Joan of Arc, 604 years old on January 6th - had she not been burned at the stake in 1431.

January Days in History

January – you start the year off fine. And in the inaugural month under the Gregorian calendar, there’s plenty of history, with the unavoidable temptation to start new things on New Year’s Day. January has also been, since  1937, the month for the inauguration of the American president, every four years, two months after the election.

Here’s a small selection of the events that we know took place in the month named after Janus, the Roman god of the doorway:

On January the first …

1801: Ireland was added to Great Britain by an Act of Union, forming the United Kingdom of Great Britain and Ireland.

1863: President Abraham Lincoln made the Emancipation Proclamation, which freed slaves in the states rebelling against the Union.

1892: Ellis Island in New York Harbour opened. Over 20 million new arrivals to America were processed before it was closed in 1954.

1901: The Commonwealth of Australia was founded; six British colonies became six states, with barrister Edmund Barton as the first prime minister.

1959: Fidel Castro seized power in Cuba after leading a revolution that drove out dictator Fulgencio Batista. Castro then established a Communist state.

1973: Britain, Ireland and Denmark became members of the Common Market (European Economic Community).

and also, on other days of the month

January 2nd, 1981: The Yorkshire Ripper, Peter Sutcliffe, arrested (below). Sutcliffe murdered and mutilated 13 women between 1975 and 1980, far more than his namesake Jack the Ripper. The search for the killer took five years. He was eventually caught by accident at a police checkpoint, having been interviewed nine times previously and released.

Ripper

10th, 1922: Arthur Griffith was elected first president of the Irish Free State, as it was then known.

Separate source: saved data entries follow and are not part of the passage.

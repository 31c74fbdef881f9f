use sea_orm::entity::prelude::*;
use serde::{Deserialize, Serialize};

#[derive(Clone, Debug, PartialEq, DeriveEntityModel, Serialize, Deserialize)]
#[sea_orm(table_name = "devices")]
pub struct Model {
    #[sea_orm(primary_key, auto_increment = false)]
    pub id: Uuid,
    /// Owning user
    pub user_id: Uuid,
    pub name: String,
    /// Raw status code: GOOD, WARNING, DANGER (other values tolerated)
    pub status: Option<String>,
    /// Expected shape: `{"address": "..."}`
    #[sea_orm(column_type = "JsonBinary", nullable)]
    pub location_info: Option<Json>,
    /// Free-form device config; may carry a `prediction` string
    #[sea_orm(column_type = "JsonBinary", nullable)]
    pub config: Option<Json>,
    pub model_type: Option<String>,
    pub created_at: DateTimeWithTimeZone,
}

#[derive(Copy, Clone, Debug, EnumIter, DeriveRelation)]
pub enum Relation {
    #[sea_orm(has_many = "super::daily_reports::Entity")]
    DailyReports,
    #[sea_orm(has_many = "super::forecasts::Entity")]
    Forecasts,
    #[sea_orm(has_many = "super::maintenance_logs::Entity")]
    MaintenanceLogs,
    #[sea_orm(has_many = "super::machine_event_logs::Entity")]
    MachineEventLogs,
    #[sea_orm(has_many = "super::service_tickets::Entity")]
    ServiceTickets,
}

impl Related<super::daily_reports::Entity> for Entity {
    fn to() -> RelationDef {
        Relation::DailyReports.def()
    }
}

impl Related<super::forecasts::Entity> for Entity {
    fn to() -> RelationDef {
        Relation::Forecasts.def()
    }
}

impl Related<super::maintenance_logs::Entity> for Entity {
    fn to() -> RelationDef {
        Relation::MaintenanceLogs.def()
    }
}

impl Related<super::machine_event_logs::Entity> for Entity {
    fn to() -> RelationDef {
        Relation::MachineEventLogs.def()
    }
}

impl Related<super::service_tickets::Entity> for Entity {
    fn to() -> RelationDef {
        Relation::ServiceTickets.def()
    }
}

impl ActiveModelBehavior for ActiveModel {}
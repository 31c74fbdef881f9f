//! Read-side composition over the device collections.
//!
//! Store failures propagate as `AppError::Database`; the only read that treats
//! absence as an error is [`latest_report_for_device`].

use futures::future::try_join_all;
use sea_orm::{ColumnTrait, DatabaseConnection, EntityTrait, QueryFilter, QueryOrder, Select};
use uuid::Uuid;

use crate::config::ForecastOrder;
use crate::entity::{
    daily_reports, devices, forecasts, machine_event_logs, maintenance_logs, notifications,
};
use crate::error::{AppError, AppResult};
use crate::services::normalizer::{self, DisplayStatus, MachineView};

/// Latest report and a forecast for one device. Either may be absent.
#[derive(Debug, Clone, PartialEq)]
pub struct MachineAnalysis {
    pub report: Option<daily_reports::Model>,
    pub forecast: Option<forecasts::Model>,
}

/// Device counts grouped by display status.
#[derive(Debug, Clone, Copy, Default, PartialEq, Eq)]
pub struct FleetSummary {
    pub total: usize,
    pub running: usize,
    pub warning: usize,
    pub danger: usize,
}

impl FleetSummary {
    #[must_use]
    pub fn tally(machines: &[MachineView]) -> Self {
        machines.iter().fold(Self::default(), |mut acc, m| {
            acc.total += 1;
            match m.display_status {
                DisplayStatus::Running => acc.running += 1,
                DisplayStatus::Warning => acc.warning += 1,
                DisplayStatus::Danger => acc.danger += 1,
            }
            acc
        })
    }
}

fn reports_newest_first() -> Select<daily_reports::Entity> {
    // created_at breaks ties between reports sharing a date
    daily_reports::Entity::find()
        .order_by_desc(daily_reports::Column::ReportDate)
        .order_by_desc(daily_reports::Column::CreatedAt)
}

/// Most recent daily report for a device, if any.
pub async fn latest_report(
    db: &DatabaseConnection,
    device_id: Uuid,
) -> AppResult<Option<daily_reports::Model>> {
    Ok(reports_newest_first()
        .filter(daily_reports::Column::DeviceId.eq(device_id))
        .one(db)
        .await?)
}

/// Most recent daily report for a device.
///
/// # Errors
///
/// Returns `AppError::NotFound` when the device has no reports.
pub async fn latest_report_for_device(
    db: &DatabaseConnection,
    device_id: Uuid,
) -> AppResult<daily_reports::Model> {
    latest_report(db, device_id)
        .await?
        .ok_or_else(|| AppError::NotFound(format!("No report found for device '{device_id}'")))
}

/// Reports newest first, optionally restricted to one device.
pub async fn list_reports(
    db: &DatabaseConnection,
    device_id: Option<Uuid>,
) -> AppResult<Vec<daily_reports::Model>> {
    let mut query = reports_newest_first();

    if let Some(device_id) = device_id {
        query = query.filter(daily_reports::Column::DeviceId.eq(device_id));
    }

    Ok(query.all(db).await?)
}

pub async fn forecast_for(
    db: &DatabaseConnection,
    device_id: Uuid,
    order: ForecastOrder,
) -> AppResult<Option<forecasts::Model>> {
    let query = forecasts::Entity::find().filter(forecasts::Column::DeviceId.eq(device_id));

    let query = match order {
        ForecastOrder::Any => query,
        ForecastOrder::Latest => query.order_by_desc(forecasts::Column::CreatedAt),
        ForecastOrder::Earliest => query.order_by_asc(forecasts::Column::CreatedAt),
    };

    Ok(query.one(db).await?)
}

pub async fn machine_analysis(
    db: &DatabaseConnection,
    device_id: Uuid,
    order: ForecastOrder,
) -> AppResult<MachineAnalysis> {
    let (report, forecast) =
        tokio::try_join!(latest_report(db, device_id), forecast_for(db, device_id, order))?;

    Ok(MachineAnalysis { report, forecast })
}

/// Devices owned by `user_id` in registration order.
pub async fn owned_devices(
    db: &DatabaseConnection,
    user_id: Uuid,
) -> AppResult<Vec<devices::Model>> {
    Ok(devices::Entity::find()
        .filter(devices::Column::UserId.eq(user_id))
        .order_by_asc(devices::Column::CreatedAt)
        .order_by_asc(devices::Column::Id)
        .all(db)
        .await?)
}

/// Normalized view of every device owned by `user_id`.
///
/// Latest reports are fetched concurrently, one lookup per device; output
/// order follows [`owned_devices`].
pub async fn fleet(db: &DatabaseConnection, user_id: Uuid) -> AppResult<Vec<MachineView>> {
    let devices = owned_devices(db, user_id).await?;

    let reports = try_join_all(devices.iter().map(|d| latest_report(db, d.id))).await?;

    tracing::debug!(%user_id, devices = devices.len(), "Fleet aggregated");

    Ok(devices
        .iter()
        .zip(reports.iter())
        .map(|(device, report)| normalizer::normalize(device, report.as_ref()))
        .collect())
}

pub async fn fleet_summary(db: &DatabaseConnection, user_id: Uuid) -> AppResult<FleetSummary> {
    let machines = fleet(db, user_id).await?;
    Ok(FleetSummary::tally(&machines))
}

/// Maintenance history, newest first. Unbounded.
pub async fn maintenance_history(
    db: &DatabaseConnection,
    device_id: Uuid,
) -> AppResult<Vec<maintenance_logs::Model>> {
    Ok(maintenance_logs::Entity::find()
        .filter(maintenance_logs::Column::DeviceId.eq(device_id))
        .order_by_desc(maintenance_logs::Column::PerformedAt)
        .all(db)
        .await?)
}

/// Machine event log, newest first. Unbounded.
pub async fn event_history(
    db: &DatabaseConnection,
    device_id: Uuid,
) -> AppResult<Vec<machine_event_logs::Model>> {
    Ok(machine_event_logs::Entity::find()
        .filter(machine_event_logs::Column::DeviceId.eq(device_id))
        .order_by_desc(machine_event_logs::Column::OccurredAt)
        .all(db)
        .await?)
}

pub async fn list_notifications(
    db: &DatabaseConnection,
    user_id: Uuid,
) -> AppResult<Vec<notifications::Model>> {
    Ok(notifications::Entity::find()
        .filter(notifications::Column::UserId.eq(user_id))
        .order_by_desc(notifications::Column::CreatedAt)
        .all(db)
        .await?)
}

11th, 1964: The U.S. Surgeon General declared that cigarettes could be hazardous to health.

20th, 1996: Yasser Arafat became the first democratically-elected president of the Palestinian people, with 88% of a popular vote.

24th, 1965: Winston Churchill died at the age of 91. He had been Britain’s prime minister in World War 2, whose courageous leadership and defiant rhetoric had fortified the British during their long struggle, including the suffering of the Blitz. “I have nothing to offer but blood, toil, tears, and sweat,” he famously said upon becoming prime minister.

25th, 1533: England’s King Henry VIII married Anne Boleyn, in defiance of Pope Clement who had refused to annul the royal first marriage, to Catherine of Aragon.

Birthday of the Month: Jeanne d’Arc

Beating off competition from Evis Presley (January 8, 1935), Richard Nixon (January 9, 1913), and Edmund Burke (January 12, 1729), Headstuff hails January 6, 1412, which saw the birth of Joan of Arc in north-east France.

After a series of mystic visitations by saints, she inspired French troops to break the British siege at Orleans and win several important victories during the Hundred Years’ War (1337-1453) between France and Britain. She was eventually captured and sold to the British, who tried her for heresy and burned her at the stake when she was only 19. In 1920, Joan of Arc was canonised by the Roman Catholic Church.